(Extracted entries begins)

//! Service binary — starts the z/OS REST files and jobs server.

use std::sync::Arc;

use tracing_subscriber::EnvFilter;
use zos_restfiles::config::ServiceConfig;
use zos_restfiles::handlers::build_router;
use zos_restfiles::state::AppState;

#[tokio::main]
async fn main() {
    let filter = EnvFilter::try_from_default_env()
        .unwrap_or_else(|_| EnvFilter::new("zos_restfiles=info,zos_native=info,warn"));
    tracing_subscriber::fmt().with_env_filter(filter).init();

    let args: Vec<String> = std::env::args().collect();

    let mut config = if let Some(config_path) = get_arg(&args, "--config") {
        ServiceConfig::from_file(&config_path).unwrap_or_else(|e| {
            tracing::warn!(
                path = %config_path,
                error = %e,
                "Failed to load config, using defaults"
            );
            ServiceConfig::default()
        })
    } else {
        ServiceConfig::default()
    };
    config.apply_env();

    let bind_addr = config.bind_addr();
    let state = AppState::new(config);
    tracing::info!(
        bind_addr = %bind_addr,
        user = %state.config.backend.user,
        max_body_bytes = state.config.limits.max_body_bytes,
        "REST files service starting"
    );
    let router = build_router(Arc::new(state));

    let listener = tokio::net::TcpListener::bind(&bind_addr)
        .await
        .expect("Failed to bind");

    axum::serve(listener, router).await.expect("Server error");
}

/// Get the value of a CLI argument (e.g., --config path).
fn get_arg(args: &[String], flag: &str) -> Option<String> {
    args.iter()
        .position(|a| a == flag)
        .and_then(|i| args.get(i + 1).cloned())
}
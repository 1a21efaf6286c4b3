//! In-memory emulation of the native layer.
//!
//! `MemoryBackend` keeps a data set catalog, a USS file tree and a JES job
//! queue, each behind its own `RwLock`. It backs the standalone server and
//! the HTTP tests.

mod catalog;
mod jes;
mod uss;

use std::sync::{RwLock, RwLockReadGuard, RwLockWriteGuard};

use crate::backend::NativeBackend;
use crate::error::{NativeError, NativeResult};
use crate::records::{DataSetAttributes, DataSetEntry, JobEntry, MemberEntry, SpoolFileEntry};

use catalog::Catalog;
use jes::JobQueue;
use uss::UssTree;

/// Hex MD5 of content, the ETag format used for data sets and files.
pub fn content_etag(data: &str) -> String {
    hex::encode(md5::compute(data.as_bytes()).0)
}

fn read<'a, T>(lock: &'a RwLock<T>, what: &str) -> NativeResult<RwLockReadGuard<'a, T>> {
    lock.read()
        .map_err(|_| NativeError::Failed(format!("{what} lock poisoned")))
}

fn write<'a, T>(lock: &'a RwLock<T>, what: &str) -> NativeResult<RwLockWriteGuard<'a, T>> {
    lock.write()
        .map_err(|_| NativeError::Failed(format!("{what} lock poisoned")))
}

/// A self-contained native backend holding everything in memory.
#[derive(Debug)]
pub struct MemoryBackend {
    user: String,
    catalog: RwLock<Catalog>,
    fs: RwLock<UssTree>,
    jes: RwLock<JobQueue>,
}

impl MemoryBackend {
    /// Create an empty system acting on behalf of `user`.
    pub fn new(user: impl Into<String>) -> Self {
        let user = user.into().to_ascii_uppercase();
        Self {
            fs: RwLock::new(UssTree::new(&user)),
            catalog: RwLock::new(Catalog::default()),
            jes: RwLock::new(JobQueue::default()),
            user,
        }
    }
}

impl Default for MemoryBackend {
    fn default() -> Self {
        Self::new("IBMUSER")
    }
}

impl NativeBackend for MemoryBackend {
    fn list_data_sets(&self, pattern: &str) -> NativeResult<Vec<DataSetEntry>> {
        Ok(read(&self.catalog, "catalog")?.list(pattern))
    }

    fn list_members(&self, dsn: &str) -> NativeResult<Vec<MemberEntry>> {
        read(&self.catalog, "catalog")?.members(dsn)
    }

    fn read_data_set(&self, dsn: &str, _encoding: &str) -> NativeResult<String> {
        read(&self.catalog, "catalog")?.read(dsn)
    }

    fn write_data_set(
        &self,
        dsn: &str,
        data: &str,
        _encoding: &str,
        etag: &str,
    ) -> NativeResult<String> {
        write(&self.catalog, "catalog")?.write(dsn, data, etag)
    }

    fn create_member(&self, dsn: &str) -> NativeResult<()> {
        write(&self.catalog, "catalog")?.create_member(dsn)
    }

    fn create_data_set(&self, dsn: &str, attributes: &DataSetAttributes) -> NativeResult<()> {
        write(&self.catalog, "catalog")?.create(dsn, attributes)
    }

    fn delete_data_set(&self, dsn: &str) -> NativeResult<()> {
        write(&self.catalog, "catalog")?.delete(dsn)
    }

    fn list_uss_dir(&self, path: &str) -> NativeResult<String> {
        read(&self.fs, "file system")?.list(path)
    }

    fn read_uss_file(&self, path: &str, _encoding: &str) -> NativeResult<String> {
        read(&self.fs, "file system")?.read(path)
    }

    fn write_uss_file(
        &self,
        path: &str,
        data: &str,
        _encoding: &str,
        etag: &str,
    ) -> NativeResult<String> {
        write(&self.fs, "file system")?.write(path, data, etag, &self.user)
    }

    fn create_uss_file(&self, path: &str, mode: &str) -> NativeResult<()> {
        write(&self.fs, "file system")?.create_file(path, mode, &self.user)
    }

    fn create_uss_dir(&self, path: &str, mode: &str) -> NativeResult<()> {
        write(&self.fs, "file system")?.create_dir(path, mode, &self.user)
    }

    fn delete_uss_item(&self, path: &str, recursive: bool) -> NativeResult<()> {
        write(&self.fs, "file system")?.delete(path, recursive)
    }

    fn chmod_uss_item(&self, path: &str, mode: &str, recursive: bool) -> NativeResult<()> {
        write(&self.fs, "file system")?.chmod(path, mode, recursive)
    }

    fn chown_uss_item(&self, path: &str, owner: &str, recursive: bool) -> NativeResult<()> {
        write(&self.fs, "file system")?.chown(path, owner, recursive)
    }

    fn chtag_uss_item(&self, path: &str, tag: &str, recursive: bool) -> NativeResult<()> {
        write(&self.fs, "file system")?.chtag(path, tag, recursive)
    }

    fn get_job_status(&self, id: &str) -> NativeResult<JobEntry> {
        read(&self.jes, "job queue")?.status(id)
    }

    fn list_jobs_by_owner(&self, owner: &str) -> NativeResult<Vec<JobEntry>> {
        Ok(read(&self.jes, "job queue")?.list_by_owner(owner))
    }

    fn list_spool_files(&self, id: &str) -> NativeResult<Vec<SpoolFileEntry>> {
        read(&self.jes, "job queue")?.spool_files(id)
    }

    fn read_spool_file(&self, id: &str, key: u32) -> NativeResult<String> {
        read(&self.jes, "job queue")?.read_spool(id, key)
    }

    fn get_job_jcl(&self, id: &str) -> NativeResult<String> {
        read(&self.jes, "job queue")?.jcl(id)
    }

    fn submit_job(&self, jcl: &str) -> NativeResult<String> {
        write(&self.jes, "job queue")?.submit(jcl, &self.user)
    }

    fn submit_job_from_data_set(&self, dsn: &str) -> NativeResult<String> {
        let jcl = self.read_data_set(dsn, "")?;
        self.submit_job(&jcl)
    }

    fn submit_job_from_uss_file(&self, path: &str) -> NativeResult<String> {
        let jcl = self.read_uss_file(path, "")?;
        self.submit_job(&jcl)
    }

    fn delete_job(&self, id: &str) -> NativeResult<()> {
        write(&self.jes, "job queue")?.purge(id)
    }
}
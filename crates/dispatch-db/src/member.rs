use chrono::{DateTime, Utc};
use dispatch_common::{Error, Result};
use rusqlite::{Connection, OptionalExtension, params};
use serde::{Deserialize, Serialize};
use uuid::Uuid;

use crate::database::write_error;
use crate::timestamp;

/// A site member who can be subscribed to newsletters.
#[derive(Debug, Clone, PartialEq, Serialize, Deserialize)]
pub struct Member {
    pub id: String,
    pub email: String,
    pub name: Option<String>,
    pub created_at: DateTime<Utc>,
}

pub fn create(conn: &Connection, email: &str, name: Option<&str>) -> Result<Member> {
    let email = email.trim();
    if email.is_empty() {
        return Err(Error::Validation("member email is required".into()));
    }

    let member = Member {
        id: Uuid::new_v4().to_string(),
        email: email.to_string(),
        name: name.map(str::to_string),
        created_at: timestamp::now(),
    };

    conn.execute(
        "INSERT INTO members (id, email, name, created_at) VALUES (?1, ?2, ?3, ?4)",
        params![
            member.id,
            member.email,
            member.name,
            timestamp::format(&member.created_at)
        ],
    )
    .map_err(|e| write_error("failed to create member", e))?;

    Ok(member)
}

pub fn find_by_id(conn: &Connection, id: &str) -> Result<Option<Member>> {
    conn.query_row(
        "SELECT id, email, name, created_at FROM members WHERE id = ?1",
        params![id],
        |row| {
            Ok(Member {
                id: row.get(0)?,
                email: row.get(1)?,
                name: row.get(2)?,
                created_at: timestamp::column(row, 3)?,
            })
        },
    )
    .optional()
    .map_err(|e| Error::Database(format!("failed to load member: {e}")))
}
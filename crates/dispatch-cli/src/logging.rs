use dispatch_config::LoggingConfig;
use tracing_subscriber::EnvFilter;

/// Install the global subscriber. `RUST_LOG` wins over the configured level.
/// A second call (or a bad directive) is ignored rather than fatal.
pub fn init(config: &LoggingConfig) {
    let filter = EnvFilter::try_from_default_env()
        .or_else(|_| EnvFilter::try_new(&config.level))
        .unwrap_or_else(|_| EnvFilter::new("info"));

    let builder = tracing_subscriber::fmt()
        .with_env_filter(filter)
        .with_writer(std::io::stderr);

    let _ = if config.json {
        builder.json().try_init()
    } else {
        builder.try_init()
    };
}
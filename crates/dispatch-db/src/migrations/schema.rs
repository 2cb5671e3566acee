use super::SqlMigration;

pub const CREATE_NEWSLETTER_TABLES: SqlMigration = SqlMigration {
    version: 1,
    name: "create_newsletter_tables",
    up: "CREATE TABLE settings (
            id TEXT PRIMARY KEY,
            key TEXT NOT NULL UNIQUE,
            value TEXT,
            created_at TEXT NOT NULL
        );

        CREATE TABLE newsletters (
            id TEXT PRIMARY KEY,
            name TEXT NOT NULL,
            description TEXT,
            slug TEXT NOT NULL UNIQUE,
            sender_name TEXT,
            sender_email TEXT,
            sender_reply_to TEXT NOT NULL DEFAULT 'newsletter',
            status TEXT NOT NULL DEFAULT 'active'
                CHECK (status IN ('active', 'archived')),
            visibility TEXT NOT NULL DEFAULT 'members'
                CHECK (visibility IN ('members', 'paid')),
            subscribe_on_signup INTEGER NOT NULL DEFAULT 1 CHECK (subscribe_on_signup IN (0, 1)),
            sort_order INTEGER NOT NULL DEFAULT 0 CHECK (sort_order >= 0),
            header_image TEXT,
            show_header_icon INTEGER NOT NULL DEFAULT 1 CHECK (show_header_icon IN (0, 1)),
            show_header_title INTEGER NOT NULL DEFAULT 1 CHECK (show_header_title IN (0, 1)),
            show_header_name INTEGER NOT NULL DEFAULT 1 CHECK (show_header_name IN (0, 1)),
            title_font_category TEXT NOT NULL DEFAULT 'sans_serif',
            title_alignment TEXT NOT NULL DEFAULT 'center',
            show_feature_image INTEGER NOT NULL DEFAULT 1 CHECK (show_feature_image IN (0, 1)),
            body_font_category TEXT NOT NULL DEFAULT 'sans_serif',
            footer_content TEXT,
            show_badge INTEGER NOT NULL DEFAULT 1 CHECK (show_badge IN (0, 1)),
            created_at TEXT NOT NULL
        );

        CREATE INDEX idx_newsletters_status_sort ON newsletters(status, sort_order);

        CREATE TABLE members (
            id TEXT PRIMARY KEY,
            email TEXT NOT NULL UNIQUE,
            name TEXT,
            created_at TEXT NOT NULL
        );

        CREATE TABLE members_newsletters (
            id TEXT PRIMARY KEY,
            member_id TEXT NOT NULL REFERENCES members(id) ON DELETE CASCADE,
            newsletter_id TEXT NOT NULL REFERENCES newsletters(id) ON DELETE CASCADE,
            UNIQUE (member_id, newsletter_id)
        );

        CREATE INDEX idx_members_newsletters_newsletter
            ON members_newsletters(newsletter_id);",
    down: "DROP TABLE IF EXISTS members_newsletters;
        DROP TABLE IF EXISTS members;
        DROP TABLE IF EXISTS newsletters;
        DROP TABLE IF EXISTS settings;",
};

(Extracted entries ends)

**What needs to be done:** Up to and including the line with "async fn main()", output each line of the entries above exactly, starting from the first.

**Written response:**
//! Service binary — starts the z/OS REST files and jobs server.

use std::sync::Arc;

use tracing_subscriber::EnvFilter;
use zos_restfiles::config::ServiceConfig;
use zos_restfiles::handlers::build_router;
use zos_restfiles::state::AppState;

#[tokio::main]
async fn main() {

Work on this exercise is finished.